Skyhook's Rise to Fame
OK you say, but just how have Skyhooks revolutionized Australian rockbiz? Here's some of the things they've done in the year October 74 - October 75.
They sold over 350,000 LP's and cassettes of their first two albums. 'Living in the 70's' and 'Ego Is Not A Dirty Word' (the first outside productions of the multi-talented Boss Wilson). 'Living in the 70's' alone sold around 200,000 LP's and cassettes by October '75; approximately four times the previous record sales for a locally-produced rock album in Australia (set by Daddy who? Daddy Cool in 71-72). This amounts to over thirteen gold records. Ego went gold several times in pre-release orders alone and continues to give its forerunner a run for its money. Both albums have sold gold cassettes, a first for Oz rock. "Horror Movie" was a gold single and both subsequent singles have been National Number 1.
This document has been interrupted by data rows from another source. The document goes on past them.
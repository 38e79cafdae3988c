//! Monthly revenue fundamentals.
//!
//! The revenue feed reports `revenue_year` as a calendar year, so year-over-year
//! growth is derived by pairing the latest month with the same month one year
//! earlier. No EPS source exists; `eps_growth` is always reported as unavailable.

use crate::domain::fetch::fetch_rows;
use crate::domain::ohlcv::round2;
use crate::ports::data_port::{DataPort, Dataset};
use chrono::NaiveDate;
use serde::{Deserialize, Serialize};
use std::time::Duration;

#[derive(Debug, Clone, Copy, Default, PartialEq, Serialize)]
pub struct Fundamentals {
    /// Latest month's revenue growth versus the same month a year earlier, in percent.
    pub revenue_yoy: f64,
    pub eps_growth: Option<f64>,
}

#[derive(Debug, Clone, Deserialize)]
pub struct RevenueRow {
    pub date: NaiveDate,
    pub revenue: f64,
    pub revenue_month: u32,
    pub revenue_year: i32,
}

pub fn fundamentals_from_rows(rows: &[RevenueRow]) -> Fundamentals {
    let Some(latest) = rows
        .iter()
        .max_by_key(|r| (r.revenue_year, r.revenue_month))
    else {
        return Fundamentals::default();
    };

    let prior = rows.iter().find(|r| {
        r.revenue_year == latest.revenue_year - 1 && r.revenue_month == latest.revenue_month
    });

    let revenue_yoy = match prior {
        Some(p) if p.revenue > 0.0 => round2((latest.revenue - p.revenue) / p.revenue * 100.0),
        _ => 0.0,
    };

    Fundamentals {
        revenue_yoy,
        eps_growth: None,
    }
}

pub async fn load_fundamentals(
    port: &dyn DataPort,
    symbol: &str,
    start_date: NaiveDate,
    timeout: Duration,
) -> Fundamentals {
    match fetch_rows::<RevenueRow>(port, Dataset::MonthRevenue, symbol, start_date, timeout).await {
        Ok(rows) => fundamentals_from_rows(&rows),
        Err(e) => {
            tracing::warn!(symbol, error = %e, "revenue fetch failed, using zeroed fundamentals");
            Fundamentals::default()
        }
    }
}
Skyhooks national tours have smashed attendance records all over the country. Their third was the premier tour of an indigenous act ever taken by promoters Paul Dainty Corporation - who wised up to the fact that in Australia, Skyhooks could equal or surpass the draw of any given international star act, and do it from Sydney to the black stump (requiring only internal airfares to boot).
They also effected a complete upheaval of the media . . . playing banned number "Smut" on the now defunct Blind Date (Red Symons, "date" for the evening, sending the whole show sky high by wearing dark glasses and tapping a cane as he entered the set, playing possum throughout the questioning and finally biting the lucky contestant on the neck instead of kissing her) and on kids show Do It (also now defunct) and other banned numbers elsewhere; making a strict point of discussing camera work, lighting and sets with every video crew they worked with; refusing to grant unwarranted interviews tc the press and;, eventually working a miracle on the country's stuffy, traditionalist major pop radio network . . .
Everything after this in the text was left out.